Work paused on dangerous pathogens research facility

Harlow campusImage source, PHE
Image caption,

An artist's impression of how the public health labs planned for Harlow would look

  • Published

Work to build a proposed research facility designed to prepare the UK for dangerous pathogens has stopped, a committee heard.

Costs have skyrocketed from £530m to more than £3bn in the government's project to open a health security campus in Harlow, Essex.

The House of Commons public affairs committee said on Monday that a thorough review should be undertaken into "spiralling costs and a failure to deliver".

The UK Health Security Agency (UKHSA) previously told the BBC it had "always been focused" on delivering value for the taxpayer.

Concerns had been raised about current high-containment laboratories in Porton Down, Wiltshire, and Colindale, north London, at the start of the project.

In 2015, HM Treasury approved Public Health England's outline business case for a new £530m national integrated hub for public health science.
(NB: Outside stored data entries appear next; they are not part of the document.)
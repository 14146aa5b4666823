//! Table and column resolution.
//!
//! One [`TableAndColumnMapper`] is built per translation from the FROM
//! clause. It owns the physical identity of every referenced table and
//! the union of their schemas, and resolves column references against
//! them.

use serde::Serialize;

use crate::model::{ColumnModel, ColumnType, IdAndVersion};
use crate::sql::naming::{self, ROW_ETAG};

use super::ast::{ColumnReference, DerivedColumn, QuerySpecification, TableReference, ValueExpression};
use super::error::{TranslationError, TranslationResult};
use super::provider::SchemaProvider;

/// One table referenced by a query.
#[derive(Debug, Clone, PartialEq, Eq, Serialize)]
#[serde(rename_all = "camelCase")]
pub struct TableInfo {
    /// Table reference text as the caller wrote it.
    pub original_name: String,
    pub id: IdAndVersion,
    pub alias: Option<String>,
    /// Physical index table, `T<id>[_<v>]`.
    pub translated_name: String,
    /// `_A<n>` when more than one table participates.
    pub translated_alias: Option<String>,
}

impl TableInfo {
    fn new(reference: &TableReference, position: usize, multi_table: bool) -> TranslationResult<Self> {
        let id: IdAndVersion = reference.name.parse()?;
        Ok(Self {
            original_name: reference.name.clone(),
            id,
            alias: reference.alias.clone(),
            translated_name: naming::index_table_name(&id),
            translated_alias: multi_table.then(|| naming::table_alias(position)),
        })
    }

    /// Whether a column qualifier names this table.
    pub fn matches_qualifier(&self, qualifier: &str) -> bool {
        match &self.alias {
            Some(alias) if alias == qualifier => true,
            _ => self.original_name.eq_ignore_ascii_case(qualifier),
        }
    }
}

/// A column reference resolved against the mapped tables.
#[derive(Debug, Clone, PartialEq)]
pub enum ResolvedColumn {
    Schema { table: usize, model: ColumnModel },
    Metadata { table: usize, name: &'static str },
}

impl ResolvedColumn {
    pub fn table(&self) -> usize {
        match self {
            ResolvedColumn::Schema { table, .. } | ResolvedColumn::Metadata { table, .. } => *table,
        }
    }

    pub fn model(&self) -> Option<&ColumnModel> {
        match self {
            ResolvedColumn::Schema { model, .. } => Some(model),
            ResolvedColumn::Metadata { .. } => None,
        }
    }

    pub fn column_type(&self) -> ColumnType {
        match self {
            ResolvedColumn::Schema { model, .. } => model.column_type,
            ResolvedColumn::Metadata { name, .. } if *name == ROW_ETAG => ColumnType::String,
            ResolvedColumn::Metadata { .. } => ColumnType::Integer,
        }
    }

    pub fn is_double(&self) -> bool {
        matches!(self, ResolvedColumn::Schema { model, .. } if model.column_type == ColumnType::Double)
    }

    /// `_C<id>_` or the reserved metadata name.
    pub fn physical_name(&self) -> String {
        match self {
            ResolvedColumn::Schema { model, .. } => naming::column_name(model.id),
            ResolvedColumn::Metadata { name, .. } => name.to_string(),
        }
    }
}

#[derive(Debug, Clone, PartialEq)]
pub struct TableAndColumnMapper {
    tables: Vec<TableInfo>,
    schemas: Vec<Vec<ColumnModel>>,
}

impl TableAndColumnMapper {
    pub fn new(query: &QuerySpecification, provider: &dyn SchemaProvider) -> TranslationResult<Self> {
        let references: Vec<&TableReference> = query.tables().collect();
        let multi_table = references.len() > 1;
        let mut tables = Vec::with_capacity(references.len());
        let mut schemas = Vec::with_capacity(references.len());
        for (position, reference) in references.into_iter().enumerate() {
            let info = TableInfo::new(reference, position, multi_table)?;
            schemas.push(provider.table_schema(&info.id)?);
            tables.push(info);
        }
        Ok(Self { tables, schemas })
    }

    pub fn tables(&self) -> &[TableInfo] {
        &self.tables
    }

    pub fn is_multi_table(&self) -> bool {
        self.tables.len() > 1
    }

    pub fn single_table_id(&self) -> Option<IdAndVersion> {
        match self.tables.as_slice() {
            [table] => Some(table.id),
            _ => None,
        }
    }

    /// Union of all referenced schemas, table then column order, each
    /// column id once.
    pub fn union_of_schemas(&self) -> Vec<ColumnModel> {
        let mut union: Vec<ColumnModel> = Vec::new();
        for column in self.schemas.iter().flatten() {
            if !union.iter().any(|c| c.id == column.id) {
                union.push(column.clone());
            }
        }
        union
    }

    /// `*` as one column reference per schema column per table.
    pub fn expand_asterisk(&self) -> Vec<DerivedColumn> {
        let multi_table = self.is_multi_table();
        self.tables
            .iter()
            .zip(&self.schemas)
            .flat_map(|(table, schema)| {
                schema.iter().map(move |column| {
                    let mut reference = ColumnReference::new(column.name.clone());
                    if multi_table {
                        reference.qualifier =
                            Some(table.alias.clone().unwrap_or_else(|| table.original_name.clone()));
                    }
                    DerivedColumn::new(ValueExpression::Column(reference))
                })
            })
            .collect()
    }

    /// Resolve a column reference.
    ///
    /// Reserved metadata names match case-insensitively, schema columns
    /// case-sensitively.
    pub fn lookup(&self, column: &ColumnReference) -> TranslationResult<ResolvedColumn> {
        let candidates: Vec<usize> = match &column.qualifier {
            Some(qualifier) => {
                let table = self
                    .tables
                    .iter()
                    .position(|t| t.matches_qualifier(qualifier))
                    .ok_or_else(|| TranslationError::UnknownTable(qualifier.clone()))?;
                vec![table]
            }
            None => (0..self.tables.len()).collect(),
        };

        if let Some(name) = naming::reserved_column_name(&column.name) {
            return match candidates.as_slice() {
                [table] => Ok(ResolvedColumn::Metadata {
                    table: *table,
                    name,
                }),
                _ => Err(TranslationError::AmbiguousColumn(column.to_string())),
            };
        }

        let mut found = candidates.into_iter().filter_map(|table| {
            self.schemas[table]
                .iter()
                .find(|c| c.name == column.name)
                .map(|model| ResolvedColumn::Schema {
                    table,
                    model: model.clone(),
                })
        });
        match (found.next(), found.next()) {
            (Some(resolved), None) => Ok(resolved),
            (Some(_), Some(_)) => Err(TranslationError::AmbiguousColumn(column.to_string())),
            (None, _) => Err(TranslationError::UnknownColumn(column.name.clone())),
        }
    }

    /// Logical column for a caller-facing name.
    pub fn column_model(&self, name: &str) -> Option<&ColumnModel> {
        self.schemas.iter().flatten().find(|c| c.name == name)
    }

    /// Alias to qualify physical columns of a table with, if any.
    pub fn table_qualifier(&self, table: usize) -> Option<&str> {
        self.tables
            .get(table)
            .and_then(|t| t.translated_alias.as_deref())
    }
}

#[cfg(test)]
mod tests {
    use super::*;
    use crate::query::parser::parse_query;
    use crate::query::provider::InMemorySchemaProvider;

    fn provider() -> InMemorySchemaProvider {
        InMemorySchemaProvider::new()
            .with_table(
                IdAndVersion::new(1),
                vec![
                    ColumnModel::new(11, "a", ColumnType::Integer),
                    ColumnModel::new(12, "shared", ColumnType::String).with_max_size(10),
                ],
            )
            .with_table(
                IdAndVersion::new(2),
                vec![
                    ColumnModel::new(21, "b", ColumnType::Double),
                    ColumnModel::new(12, "shared", ColumnType::String).with_max_size(10),
                ],
            )
    }

    fn mapper(sql: &str) -> TableAndColumnMapper {
        TableAndColumnMapper::new(&parse_query(sql).unwrap(), &provider()).unwrap()
    }

    #[test]
    fn test_single_table() {
        let mapper = mapper("select * from \"syn1.3\"");
        assert_eq!(mapper.single_table_id(), Some(IdAndVersion::versioned(1, 3)));
        assert_eq!(mapper.tables()[0].translated_name, "T1_3");
        assert_eq!(mapper.tables()[0].translated_alias, None);
        assert_eq!(mapper.table_qualifier(0), None);
    }

    #[test]
    fn test_reserved_names_resolve_case_insensitively() {
        let mapper = mapper("select * from syn1");
        for name in ["row_id", "ROW_ID", "Row_Id"] {
            let resolved = mapper.lookup(&ColumnReference::bare(name)).unwrap();
            assert_eq!(resolved.physical_name(), "ROW_ID");
            assert_eq!(resolved.column_type(), ColumnType::Integer);
        }
    }

    #[test]
    fn test_schema_names_are_case_sensitive() {
        let mapper = mapper("select * from syn1");
        assert_eq!(
            mapper.lookup(&ColumnReference::bare("a")).unwrap().physical_name(),
            "_C11_"
        );
        assert_eq!(
            mapper.lookup(&ColumnReference::bare("A")),
            Err(TranslationError::UnknownColumn("A".into()))
        );
    }

    #[test]
    fn test_multi_table_lookup() {
        let mapper = mapper("select * from syn1 t1 join syn2 t2 on t1.a = t2.b");
        assert!(mapper.is_multi_table());
        assert_eq!(mapper.single_table_id(), None);
        assert_eq!(mapper.table_qualifier(1), Some("_A1"));

        let b = mapper.lookup(&ColumnReference::bare("b")).unwrap();
        assert_eq!(b.table(), 1);
        assert!(b.is_double());

        assert!(matches!(
            mapper.lookup(&ColumnReference::bare("shared")),
            Err(TranslationError::AmbiguousColumn(_))
        ));
        let shared = mapper.lookup(&ColumnReference::qualified("t2", "shared")).unwrap();
        assert_eq!(shared.table(), 1);
        assert!(matches!(
            mapper.lookup(&ColumnReference::qualified("t3", "a")),
            Err(TranslationError::UnknownTable(_))
        ));
    }

    #[test]
    fn test_union_and_asterisk_expansion() {
        let mapper = mapper("select * from syn1 join syn2 on syn1.a = syn2.b");
        let ids: Vec<i64> = mapper.union_of_schemas().iter().map(|c| c.id).collect();
        assert_eq!(ids, vec![11, 12, 21]);

        let expanded: Vec<String> = mapper
            .expand_asterisk()
            .iter()
            .map(|c| c.to_string())
            .collect();
        assert_eq!(
            expanded,
            vec![
                "syn1.\"a\"",
                "syn1.\"shared\"",
                "syn2.\"b\"",
                "syn2.\"shared\""
            ]
        );
    }
}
Funding for the programme was used to purchase the Harlow site in 2017 and it was planned that both the laboratories and workforce from Port Down and Colindale would be relocated there.

Image caption,

Thousands of new laboratory jobs were promised for Harlow by 2024 - but it is now anticipated the site will not open until 2036 at the earliest

However, spiralling costs have seen the scheme now estimated to open 15 years later than planned.

Dame Meg Hillier, the committee chairwoman, said this completion date was now "clearly at risk" because work had stopped.

She said ministers had not yet decided where and when it would recommence.

A report by the National Audit Office, in February, found failings to establish the new site had "undermined" the UK's future resilience to dangerous diseases.

Dame Hillier said: "There appears to have been no accountability for the programme's estimated costs having risen by over 500% since 2015, the completion date being at best 15 years later than initially planned and other failures in the programme's management."

She added it was "not clear that UKHSA has the expertise" to complete the project and suggested setting up a new delivery agency to oversee it.

The committee said UKHSA and its predecessors had spent £406m on works so far.

In a letter to the Department for Health and Social Care (DHSC), Dame Hillier said UKHSA did not have "a full grasp" on the costs of the options it had.

In a previous statement, a UKHSA spokesperson said there was an "urgent need" to modernise and replace its highest containment facilities.

A spokesperson said: "We have always been focused on ensuring this project delivers value for the taxpayer."

The authority has been contacted for an updated comment.